Here is the breakdown in fees for Contact:

$1500 or less costs $15
$1500 - $5000 costs 1% of amount being transferred
$5000 or more costs $50

Check out a location on their website.
http://www.contact-sys.com/


Contact is meant for remittance so it's best to send it either to yourself or a family member. You don't need a bank account either. You just need to provide the recipient's bank info. The first time can be long depending on the banker you get but once you sign up, the next times go faster.

ilya25
09-10-2013, 05:07
shop arround for the best transfer fees
you can transfer money w/o opening the acoount
also americans need to report foreign accounts to irs

Btnaughton
09-10-2013, 20:14
shop arround for the best transfer fees
you can transfer money w/o opening the acoount
also americans need to report foreign accounts to irs

I've been using WU. Expensive I know, but hey, I won't open a foreign account. :AngelPray:

rlowe1991
26-10-2013, 19:52
I saw on Cberbank's website that you can open an account and send money to any American account. I'm going to open an account soon and let you know how it works, price wise and what not.

Cheyenne
11-11-2013, 15:13
I'm an American and I too was turned down by Raiffeisen. I opened an account at Unicredit and it turned out that their transfer rate from their internet banking site was half a percentage point lower from Raiffeisen's. At the time is was 1% whereas Raiffeisen was 1.5% - not sure if those are still current, this was from a little over a year ago.

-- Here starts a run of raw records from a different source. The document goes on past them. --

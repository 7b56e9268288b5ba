use reqwest::Method;
use roomly_core::errors::ApiResult;
use roomly_core::models::room::{CreateRoomRequest, RenameRoomRequest, Room};
use tracing::info;

use crate::api::ListPayload;
use crate::session::Session;

pub async fn list_rooms(session: &Session) -> ApiResult<Vec<Room>> {
    let payload: ListPayload<Room> = session
        .send_json(session.request(Method::GET, "/rooms/"))
        .await?;
    let rooms = payload.into_vec();
    info!(count = rooms.len(), "loaded rooms");
    Ok(rooms)
}

pub async fn create_room(session: &Session, request: &CreateRoomRequest) -> ApiResult<Room> {
    let room: Room = session
        .send_json(session.request(Method::POST, "/rooms/").json(request))
        .await?;
    info!(id = room.id, name = %room.name, "room created");
    Ok(room)
}

pub async fn rename_room(session: &Session, id: i64, name: &str) -> ApiResult<Room> {
    let request = RenameRoomRequest {
        name: name.to_string(),
    };
    let room: Room = session
        .send_json(
            session
                .request(Method::PUT, &format!("/rooms/{id}/"))
                .json(&request),
        )
        .await?;
    info!(id, name = %room.name, "room renamed");
    Ok(room)
}

/// Removes a room. Any response that arrives at all counts as success;
/// only a network failure is surfaced.
pub async fn delete_room(session: &Session, id: i64) -> ApiResult<()> {
    session
        .send_expect_any(session.request(Method::DELETE, &format!("/rooms/{id}/")))
        .await?;
    info!(id, "room deleted");
    Ok(())
}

I had also tried to use the account my bf and I had set up at Raiffeisen to transfer dollars to the US and never managed to complete it successfully, despite long phone calls with customer service reps.

No problems with Unicredit thus far - fingers crossed.

AstarD
11-11-2013, 15:48
Hi there,

For those of you who are US citizens, living and working in Russia, what's the best way of sending money home? I currently have a simple bank account opened to me by my Russian employer. It's not a major bank and quite costly in terms of money transfers. At the moment, I simply change rubles to dollars and bring some home physically with me when I travel, which is obviously neither smart nor sustainable.

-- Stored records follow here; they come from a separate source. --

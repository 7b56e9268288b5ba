use std::time::Duration;

use reqwest::{Client, Method, RequestBuilder, StatusCode, header};
use roomly_core::errors::{ApiError, ApiResult};
use serde::de::DeserializeOwned;
use tracing::{debug, warn};

use crate::config::ClientConfig;

/// Header carrying the anti-forgery token on state-changing requests.
pub const CSRF_HEADER: &str = "X-CSRFToken";

/// The client-session context for one run's worth of work.
///
/// One HTTP client, the configuration and the CSRF token, captured at
/// construction. Callers receive it explicitly; there is no module-level
/// shared state.
pub struct Session {
    http: Client,
    config: ClientConfig,
}

impl Session {
    pub fn new(config: ClientConfig) -> ApiResult<Self> {
        let http = Client::builder()
            .timeout(Duration::from_secs(config.request_timeout))
            .build()
            .map_err(transport)?;
        Ok(Self { http, config })
    }

    pub fn config(&self) -> &ClientConfig {
        &self.config
    }

    /// The login surface to navigate to after an `AuthRequired` failure.
    pub fn login_url(&self) -> String {
        self.config.login_url()
    }

    /// Builds a request against the API root with the shared headers.
    ///
    /// The CSRF token rides along whenever it is known; the backend only
    /// checks it on state-changing methods but tolerates it elsewhere.
    pub(crate) fn request(&self, method: Method, path: &str) -> RequestBuilder {
        let mut request = self
            .http
            .request(method, self.config.endpoint(path))
            .header(header::ACCEPT, "application/json");
        if let Some(token) = &self.config.csrf_token {
            request = request.header(CSRF_HEADER, token);
        }
        request
    }

    /// Sends a request and decodes a JSON body.
    ///
    /// 401/403 map to `AuthRequired`, any other non-2xx to `Http`, and an
    /// undecodable body to `Parse`. Nothing is retried here.
    pub(crate) async fn send_json<T>(&self, request: RequestBuilder) -> ApiResult<T>
    where
        T: DeserializeOwned,
    {
        let response = request.send().await.map_err(transport)?;
        let status = response.status();
        if status == StatusCode::UNAUTHORIZED || status == StatusCode::FORBIDDEN {
            warn!(login = %self.login_url(), "access denied by backend");
            return Err(ApiError::AuthRequired);
        }
        if let Some(err) = ApiError::from_status(status.as_u16()) {
            return Err(err);
        }

        let body = response.text().await.map_err(transport)?;
        debug!(%status, bytes = body.len(), "decoding response body");
        Ok(serde_json::from_str(&body)?)
    }

    /// Sends a request where any response at all counts as success.
    ///
    /// Deletes follow this contract: only a network-level failure is
    /// reported, the status code is ignored.
    pub(crate) async fn send_expect_any(&self, request: RequestBuilder) -> ApiResult<()> {
        let response = request.send().await.map_err(transport)?;
        debug!(status = %response.status(), "response status ignored for this endpoint");
        Ok(())
    }
}

pub(crate) fn transport(err: reqwest::Error) -> ApiError {
    ApiError::Transport(Box::new(err))
}

/// Pulls the named cookie's value out of a `Cookie`-header string,
/// percent-decoding it on the way out.
pub fn csrf_from_cookie_header(cookies: &str, name: &str) -> Option<String> {
    cookies.split(';').map(str::trim).find_map(|cookie| {
        let (key, value) = cookie.split_once('=')?;
        if key != name {
            return None;
        }
        urlencoding::decode(value).ok().map(|token| token.into_owned())
    })
}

One friend suggested I open a raiffeisen rubles and dollars account, this way I can transfer between the two for free and have a bank card that would let me withdraw dollars. I was denied an account, however. I heard that there were some legal changes in the US regarding foreign accounts which makes it difficult to open one abroad - something to do with tax issues. But honestly, I don't know.

My next step will be to go through the paperwork nightmare of doing the same with CitiBank... but wondering if anyone here might have better alternatives. Paypal transfers? Some other customer-service friendly bank with cheap transfer rates?

Any advice would be welcome.
Do you have a card attached to this account? If so, you can use it in the USA as a credit card.

moscowpete
11-11-2013, 17:11
LucyK, I feel your pain (in the ass). I have been here 10 years (USA expat, Russian wife). Best news I have it is MUCH better than even 4 years ago. Citibank SUCKS, it is NOT good ole USA Citibank, it is Russian. They charge outrageous fees, horrible service, because of NAME association only.

Transferring large sums is a true nightmare, mostly because of USA new rules for "terrorist issues". I recently bought a house in USA, had to transfer $85k to USA bank, took forever, nightmare paperwork, outrageous fees, had to get the title deed notarized.., on and on, just to transfer this puny amount. It was not Russia, but USA bank regulations (was this "terrorist money?")

My advice, buy a good money belt, take as much cash as you can back to states, open account with an internet friendly local bank for a checking account, arrange to have them accept online deposits, find a smaller Moscow bank that will do this (the big banks suck with fees)...., MDM Bank seems good.

This works for me, I can pay all USA bills online.

But, I always take cash back to states...., your allowed 10k. No fees, no tax trail, shop for best transfer rates in Moscow before you head home, BY FAR will save a ton of money vs. dealing with rip off banks here.

Welcome to Russia.

BabyFirefly
11-11-2013, 21:39
Paypal and Moneygram are the cheapest.